Koltuğa oturup salınarak göle dalmıştım ki, ilerdeki ormanda silah sesi geldi korkuyla ayağa fırladım. Hızlıca etrafıma baktım hiçkimse görünmüyordu. Arkamı dönüp eve doğru koşmaya başladım. Birkez daha silah sesi duyuldu acıyla yere düştüm. Kolumdan vurulmuştum. Koluma baktığımda kurşunun sıyırdığını gördüm. Ayağa kalkıp zikzak çizerek son hızla eve kostum eve ulaşınca direk eve girdim. Nefes nefese etrafıma bakmaya başladım. Şimdi ne yapacağım ben ya?
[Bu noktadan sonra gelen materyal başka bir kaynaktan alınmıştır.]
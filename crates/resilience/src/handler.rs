//! Configurable error handling around a single operation.
//!
//! Every handled failure ends in exactly one terminal action:
//! - the fallback value is returned (suppressed, or `reraise` disabled)
//! - a mapped error is returned with the original as its cause
//! - the original error is returned unchanged

use crate::matcher::{ErrorMatcher, matches_any};
use foundation_ports::{LogEvent, LogFields, LogLevel, LoggerPort};
use foundation_shared::{ErrorEnvelope, ErrorMetadata, Result};
use std::backtrace::{Backtrace, BacktraceStatus};
use std::future::Future;
use std::sync::Arc;

/// Produces dynamic diagnostic context at failure time.
pub type ContextProvider = Arc<dyn Fn() -> ErrorMetadata + Send + Sync>;

/// Translates one error into another.
pub type ErrorMapper = Arc<dyn Fn(&ErrorEnvelope) -> ErrorEnvelope + Send + Sync>;

/// Event name for suppressed failures.
pub const SUPPRESSED_EVENT: &str = "resilient.suppressed";
/// Event name for handled, unsuppressed failures.
pub const ERROR_EVENT: &str = "resilient.error";

/// Error handling policy for one wrapped operation.
///
/// The handler carries no mutable state; the same instance may serve any
/// number of calls.
#[derive(Clone)]
pub struct ResilientErrorHandler<T> {
    fallback: T,
    log_errors: bool,
    context_provider: Option<ContextProvider>,
    context: ErrorMetadata,
    error_mapper: Option<ErrorMapper>,
    suppress: Option<Vec<ErrorMatcher>>,
    reraise: bool,
    logger: Arc<dyn LoggerPort>,
}

impl<T: Default> ResilientErrorHandler<T> {
    /// Handler with `T::default()` as the fallback.
    #[must_use]
    pub fn with_default_fallback(logger: Arc<dyn LoggerPort>) -> Self {
        Self::new(T::default(), logger)
    }
}

impl<T> ResilientErrorHandler<T> {
    /// Handler that logs and re-raises everything, with `fallback` available
    /// to suppress rules and `with_reraise(false)`.
    #[must_use]
    pub fn new(fallback: T, logger: Arc<dyn LoggerPort>) -> Self {
        Self {
            fallback,
            log_errors: true,
            context_provider: None,
            context: ErrorMetadata::new(),
            error_mapper: None,
            suppress: None,
            reraise: true,
            logger,
        }
    }

    /// Enable or disable failure logging.
    #[must_use]
    pub const fn with_log_errors(mut self, log_errors: bool) -> Self {
        self.log_errors = log_errors;
        self
    }

    /// Set the dynamic context provider.
    #[must_use]
    pub fn with_context_provider<P>(mut self, provider: P) -> Self
    where
        P: Fn() -> ErrorMetadata + Send + Sync + 'static,
    {
        self.context_provider = Some(Arc::new(provider));
        self
    }

    /// Add a static context entry.
    #[must_use]
    pub fn with_context(mut self, key: impl Into<String>, value: impl Into<String>) -> Self {
        self.context.insert(key.into(), value.into());
        self
    }

    /// Set the error mapper.
    #[must_use]
    pub fn with_error_mapper<M>(mut self, mapper: M) -> Self
    where
        M: Fn(&ErrorEnvelope) -> ErrorEnvelope + Send + Sync + 'static,
    {
        self.error_mapper = Some(Arc::new(mapper));
        self
    }

    /// Set the suppress list.
    #[must_use]
    pub fn with_suppress(mut self, matchers: impl IntoIterator<Item = ErrorMatcher>) -> Self {
        self.suppress = Some(matchers.into_iter().collect());
        self
    }

    /// Choose whether unsuppressed failures propagate.
    #[must_use]
    pub const fn with_reraise(mut self, reraise: bool) -> Self {
        self.reraise = reraise;
        self
    }

    /// The fallback value.
    pub const fn fallback(&self) -> &T {
        &self.fallback
    }

    /// Provider output overlaid with the static context.
    #[must_use]
    pub fn build_context(&self) -> ErrorMetadata {
        let mut context = self
            .context_provider
            .as_ref()
            .map(|provider| provider())
            .unwrap_or_default();
        context.extend(
            self.context
                .iter()
                .map(|(key, value)| (key.clone(), value.clone())),
        );
        context
    }

    /// Returns true when the suppress list selects `error`.
    #[must_use]
    pub fn should_suppress(&self, error: &ErrorEnvelope) -> bool {
        self.suppress
            .as_deref()
            .is_some_and(|matchers| matches_any(matchers, error))
    }

    /// Log a suppressed failure at info level.
    pub fn log_suppressed(&self, error: &ErrorEnvelope, function: &str, context: &ErrorMetadata) {
        if !self.log_errors {
            return;
        }
        let message = format!("suppressed {} in {function}", error.code);
        let event = LogEvent::new(LogLevel::Info, SUPPRESSED_EVENT, &message)
            .with_fields(failure_fields(error, function, context));
        self.logger.log(event);
    }

    /// Log an unsuppressed failure at error level with its cause chain and,
    /// when enabled by the environment, a backtrace.
    pub fn log_error(&self, error: &ErrorEnvelope, function: &str, context: &ErrorMetadata) {
        if !self.log_errors {
            return;
        }
        let mut fields = failure_fields(error, function, context);
        let backtrace = Backtrace::capture();
        if backtrace.status() == BacktraceStatus::Captured {
            fields.insert(
                "backtrace".into(),
                serde_json::Value::String(backtrace.to_string()),
            );
        }
        let message = format!("error in {function}: {}", error.message);
        let event = LogEvent::new(LogLevel::Error, ERROR_EVENT, &message)
            .with_fields(fields)
            .with_error(error);
        self.logger.log(event);
    }

    /// Apply the error mapper.
    ///
    /// Returns `None` when no mapper is set or it produced an envelope equal
    /// to `error`. Otherwise the mapped envelope is enriched from `error`:
    /// - its code is replaced by the original's only when the mapped code is
    ///   its kind's default and the original's is not
    /// - metadata is merged, the mapped envelope's keys winning
    /// - the original's cause is copied over when the mapped one has none
    #[must_use]
    pub fn map_error(&self, error: &ErrorEnvelope) -> Option<ErrorEnvelope> {
        let mapper = self.error_mapper.as_ref()?;
        let mut mapped = mapper(error);
        if &mapped == error {
            return None;
        }

        if mapped.has_default_code() && !error.has_default_code() {
            mapped.code = error.code.clone();
        }

        let mut metadata = error.metadata.clone();
        metadata.extend(std::mem::take(&mut mapped.metadata));
        mapped.metadata = metadata;

        if mapped.cause.is_none() {
            mapped.cause.clone_from(&error.cause);
        }
        Some(mapped)
    }
}

impl<T: Clone> ResilientErrorHandler<T> {
    /// Decide the outcome for a failure raised by `function`.
    ///
    /// A panicking context provider or mapper is not caught.
    pub fn process_error(&self, error: ErrorEnvelope, function: &str) -> Result<T> {
        let context = self.build_context();

        if self.should_suppress(&error) {
            self.log_suppressed(&error, function, &context);
            return Ok(self.fallback.clone());
        }

        self.log_error(&error, function, &context);

        if !self.reraise {
            return Ok(self.fallback.clone());
        }

        match self.map_error(&error) {
            Some(mapped) => Err(raise_from(mapped, error)),
            None => Err(error),
        }
    }

    /// Run a synchronous operation under this policy.
    pub fn run<F, E>(&self, function: &str, op: F) -> Result<T>
    where
        F: FnOnce() -> std::result::Result<T, E>,
        E: Into<ErrorEnvelope>,
    {
        op().or_else(|error| self.process_error(error.into(), function))
    }

    /// Run an asynchronous operation under this policy.
    ///
    /// The operation is awaited exactly once. Dropping the returned future
    /// cancels it without logging.
    pub async fn run_async<F, Fut, E>(&self, function: &str, op: F) -> Result<T>
    where
        F: FnOnce() -> Fut,
        Fut: Future<Output = std::result::Result<T, E>>,
        E: Into<ErrorEnvelope>,
    {
        match op().await {
            Ok(value) => Ok(value),
            Err(error) => self.process_error(error.into(), function),
        }
    }
}

impl<T: std::fmt::Debug> std::fmt::Debug for ResilientErrorHandler<T> {
    fn fmt(&self, formatter: &mut std::fmt::Formatter<'_>) -> std::fmt::Result {
        formatter
            .debug_struct("ResilientErrorHandler")
            .field("fallback", &self.fallback)
            .field("log_errors", &self.log_errors)
            .field("context_provider", &self.context_provider.is_some())
            .field("context", &self.context)
            .field("error_mapper", &self.error_mapper.is_some())
            .field("suppress", &self.suppress)
            .field("reraise", &self.reraise)
            .finish_non_exhaustive()
    }
}

/// Context keys, then `function`, `error` and `error_type` (which win on collision).
/// Chain `original` under `mapped` without dropping a cause the mapper set.
///
/// A cause copied forward from `original` is replaced by `original` itself;
/// a cause of the mapper's own keeps its place and `original` becomes the
/// root of the chain.
fn raise_from(mapped: ErrorEnvelope, original: ErrorEnvelope) -> ErrorEnvelope {
    if mapped.cause == original.cause {
        mapped.with_cause(original)
    } else if mapped.chain().any(|link| link == &original) {
        mapped
    } else {
        mapped.with_root_cause(original)
    }
}

pub(crate) fn failure_fields(
    error: &ErrorEnvelope,
    function: &str,
    context: &ErrorMetadata,
) -> LogFields {
    let mut fields: LogFields = context
        .iter()
        .map(|(key, value)| {
            (
                key.clone().into_boxed_str(),
                serde_json::Value::String(value.clone()),
            )
        })
        .collect();
    fields.insert("function".into(), serde_json::Value::from(function));
    fields.insert("error".into(), serde_json::Value::from(error.message.as_str()));
    fields.insert(
        "error_type".into(),
        serde_json::Value::String(error.code.to_string()),
    );
    fields
}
Merdivenlerden hızlıca çıkıp Yavuz'un odasına çıktım. Asansöre binip dolaplara bakmaya başladım kolumun birini kullanamıyordu dolaptan bir tişört alıp koluma sıkıca bağladım. Üzerimde kot şortla beyaz tişört vardı. Beyaz denemezdi arık, kana bulanmıştı. Tek elimle dolablara hızlıca bakıp bir silah buldum. Şarjöre baktığımda doluydu, şarjörü yerine takıp odadan yukarı geri çıktım, yatağın arkasına yerleşip gözümü kapıya diktim. Çok korkuyordum. Korkudan bildiğim duaları okuyordum. Evde ölüm sessizliği vardı, 20 dakikadan beri kimse girmemişti odaya. Biraz bekledikten sonra ayak sesleri gelmeye başladı. Gittikçe yaklaşıyordu ses, bir anda kapı açıldı giren adama silahı adama doğrultup tetiğe bastım. Adamın tam kalbine isabet etmişti, adam yere yığıldı. Arkasındaki adam kapının kenarına saklanıp bana ateş etmeye başladı yatağın altına iyice saklandım, ateşi bıraktığı an elimdeki silahı diklestirip adama ateş ettim. Bacağına isabet edince yere düştü. İkinci kez ateş ettim. Kafasına isabet etti, kafasından kanlar fışkırmaya başladı, kanın kokusu sardı odayı, midem kalkmaya başladı, elim titriyordu, ben iki adam öldürmüştüm. Çok korkuyordum, silahı zor tutuyordum, şimdilik gelen yoktu, elimdeki silahı yere koyup oturdum, kimse yoktu, öldürmüştüm. Bir anda kafama birşey değdi metal ses doldurdu kulağımı. Bitmişti buraya kadardı...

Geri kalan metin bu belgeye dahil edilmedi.